Literature Circles in Laina Jones's Classroom
Laina Jones uses literature circles each time her class studies a novel, so that the students can experience different roles several times over the course of the year. In the exploration of The Watsons Go to Birmingham -- 1963, the students change roles each time the groups meet. Jones circulates, listening and eliciting connections to the novel's social and historical context.
Literature Circle Roles
The narrator and discussion director develops questions about the text's "big ideas." For example, the director might ask, "How did you feel while you were reading this part of the book?" or "What do you think the most important parts were?" Laina Jones tells her students to remember that a discussion director should ask "open-ended" rather than simple "yes/no" questions.

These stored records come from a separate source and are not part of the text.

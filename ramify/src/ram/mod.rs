pub mod condition;
pub mod operation;
pub mod program;
pub mod statement;
pub mod term;
pub mod value_index;

pub use condition::Condition;
pub use operation::Operation;
pub use program::Program;
pub use statement::Statement;
pub use term::Term;
pub use value_index::ValueIndex;
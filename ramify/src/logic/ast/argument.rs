use derive_more::IsVariant;

use crate::{id::VarId, value::Val};

use super::{AggregatorId, BranchId, RecordId};

/// An argument slot of an atom, constraint, or compound term.
///
/// Compound terms and aggregates are referred to by their arena handle, which is what gives two
/// syntactically identical aggregates at different positions distinct identities.
#[derive(Clone, Debug, Eq, PartialEq, IsVariant)]
pub enum Argument {
    Var(VarId),
    Lit(Val),
    Unnamed,
    Record(RecordId),
    Branch(BranchId),
    Aggregate(AggregatorId),
}

impl Argument {
    pub fn var(id: &str) -> Self {
        Self::Var(VarId::new(id))
    }

    pub fn lit(value: impl Into<Val>) -> Self {
        Self::Lit(value.into())
    }
}

impl From<VarId> for Argument {
    fn from(value: VarId) -> Self {
        Self::Var(value)
    }
}

impl From<Val> for Argument {
    fn from(value: Val) -> Self {
        Self::Lit(value)
    }
}

impl From<RecordId> for Argument {
    fn from(value: RecordId) -> Self {
        Self::Record(value)
    }
}

impl From<BranchId> for Argument {
    fn from(value: BranchId) -> Self {
        Self::Branch(value)
    }
}

impl From<AggregatorId> for Argument {
    fn from(value: AggregatorId) -> Self {
        Self::Aggregate(value)
    }
}
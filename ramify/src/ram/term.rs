use derive_more::{From, IsVariant};
use pretty::RcDoc;

use crate::{id::ConstructorId, location::Location, pretty::Pretty, value::Val};

#[derive(Clone, Debug, Eq, PartialEq, From, IsVariant)]
pub enum Term {
    Lit(Val),
    Element(Location),
    #[from(ignore)]
    PackRecord(Vec<Term>),
    #[from(ignore)]
    PackBranch(ConstructorId, Vec<Term>),
    #[from(ignore)]
    Undefined,
}

impl Term {
    /// The deepest loop level this term reads from, if any.
    pub fn level(&self) -> Option<usize> {
        match self {
            Term::Element(location) => Some(location.level()),
            Term::PackRecord(args) | Term::PackBranch(_, args) => {
                args.iter().filter_map(Term::level).max()
            }
            Term::Lit(_) | Term::Undefined => None,
        }
    }
}

impl Pretty for Term {
    fn to_doc(&self) -> RcDoc<'_, ()> {
        fn args_doc(args: &[Term]) -> RcDoc<'_, ()> {
            RcDoc::intersperse(args.iter().map(|arg| arg.to_doc()), RcDoc::text(", "))
        }

        match self {
            Term::Lit(value) => RcDoc::as_string(value),
            Term::Element(location) => RcDoc::concat([
                RcDoc::text("t"),
                RcDoc::as_string(location.level()),
                RcDoc::text("."),
                RcDoc::as_string(location.column()),
            ]),
            Term::PackRecord(args) => RcDoc::concat([
                RcDoc::text("["),
                args_doc(args),
                RcDoc::text("]"),
            ]),
            Term::PackBranch(constructor, args) => RcDoc::concat([
                RcDoc::text("$"),
                RcDoc::as_string(constructor),
                RcDoc::text("("),
                args_doc(args),
                RcDoc::text(")"),
            ]),
            Term::Undefined => RcDoc::text("_"),
        }
    }
}
use anyhow::Result;

use crate::{
    error::{error, Error},
    id::{ConstructorId, RelationId},
    logic::ast::{
        AggregateFunction, Aggregator, AggregatorId, Argument, Atom, BodyTerm, BranchId,
        BranchInit, Constraint, ConstraintOp, Nodes, RecordId, RecordInit, Rule,
    },
};

/// Assembles a [`Rule`] together with the arena owning its compound terms and aggregates.
///
/// Records, branches and aggregates are allocated first and then referred to by handle from
/// the head or body. Each allocation is a distinct node, even when two of them are
/// structurally identical.
#[derive(Debug, Default)]
pub struct RuleBuilder {
    head: Option<Atom>,
    body: Vec<BodyTerm>,
    nodes: Nodes,
}

impl RuleBuilder {
    pub fn build<F>(f: F) -> Result<Rule>
    where
        F: FnOnce(&mut Self) -> Result<()>,
    {
        let mut builder = Self::default();

        f(&mut builder)?;

        builder.finalize()
    }

    pub fn finalize(self) -> Result<Rule> {
        let Some(head) = self.head else {
            return error(Error::RuleMissingHead);
        };

        Ok(Rule::new(head, self.body, self.nodes))
    }

    pub fn record(&mut self, args: impl IntoIterator<Item = Argument>) -> RecordId {
        self.nodes.alloc_record(RecordInit::new(args))
    }

    pub fn branch(
        &mut self,
        constructor: impl Into<ConstructorId>,
        args: impl IntoIterator<Item = Argument>,
    ) -> BranchId {
        self.nodes.alloc_branch(BranchInit::new(constructor, args))
    }

    pub fn aggregate(
        &mut self,
        function: AggregateFunction,
        target: Option<Argument>,
        body: Atom,
    ) -> AggregatorId {
        self.nodes.alloc_aggregator(Aggregator::new(function, target, body))
    }

    pub fn head(
        &mut self,
        relation: impl Into<RelationId>,
        args: impl IntoIterator<Item = Argument>,
    ) -> Result<()> {
        let atom = Atom::new(relation, args);

        if let Some(head) = &self.head {
            return error(Error::DuplicateDefinition(format!(
                "rule head is already {}, cannot set it to {}",
                head.relation(),
                atom.relation()
            )));
        }

        self.head = Some(atom);

        Ok(())
    }

    pub fn atom(
        &mut self,
        relation: impl Into<RelationId>,
        args: impl IntoIterator<Item = Argument>,
    ) {
        self.body.push(BodyTerm::Atom(Atom::new(relation, args)));
    }

    pub fn negation(
        &mut self,
        relation: impl Into<RelationId>,
        args: impl IntoIterator<Item = Argument>,
    ) {
        self.body.push(BodyTerm::Negation(Atom::new(relation, args)));
    }

    pub fn constraint(
        &mut self,
        op: ConstraintOp,
        lhs: impl Into<Argument>,
        rhs: impl Into<Argument>,
    ) {
        self.body.push(Constraint::new(op, lhs, rhs).into());
    }
}
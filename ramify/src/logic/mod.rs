pub mod ast;
mod builder;
pub mod lower_to_ram;

pub use builder::{ProgramBuilder, RuleBuilder};
pub use lower_to_ram::{lower_rule_to_ram, lower_to_ram, LoweringOptions};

The investigator and literary luminary locates sections in the text to read aloud. This helps the group remember the most interesting, funny, powerful, or even puzzling parts of the text.
The summarizer writes a short précis of that day's reading. It should contain the main ideas and/or the most important moments.
The connector helps the group connect what they're reading and the world outside by sharing his or her own connections.
The vocabulary enricher finds words that are puzzling, unfamiliar, or special, then looks up the definitions and reports them to the group. In Laina Jones's class, for example, a student asks the group what they think "linoleum" might mean.
The illustrator draws something related to the reading -- a sketch, cartoon, diagram, flow chart, or even a stick figure scene. In Laina Jones's class, a student draws a scene from The Watsons Go to Birmingham -- 1963 where the father punishes his son by shaving the boy's head.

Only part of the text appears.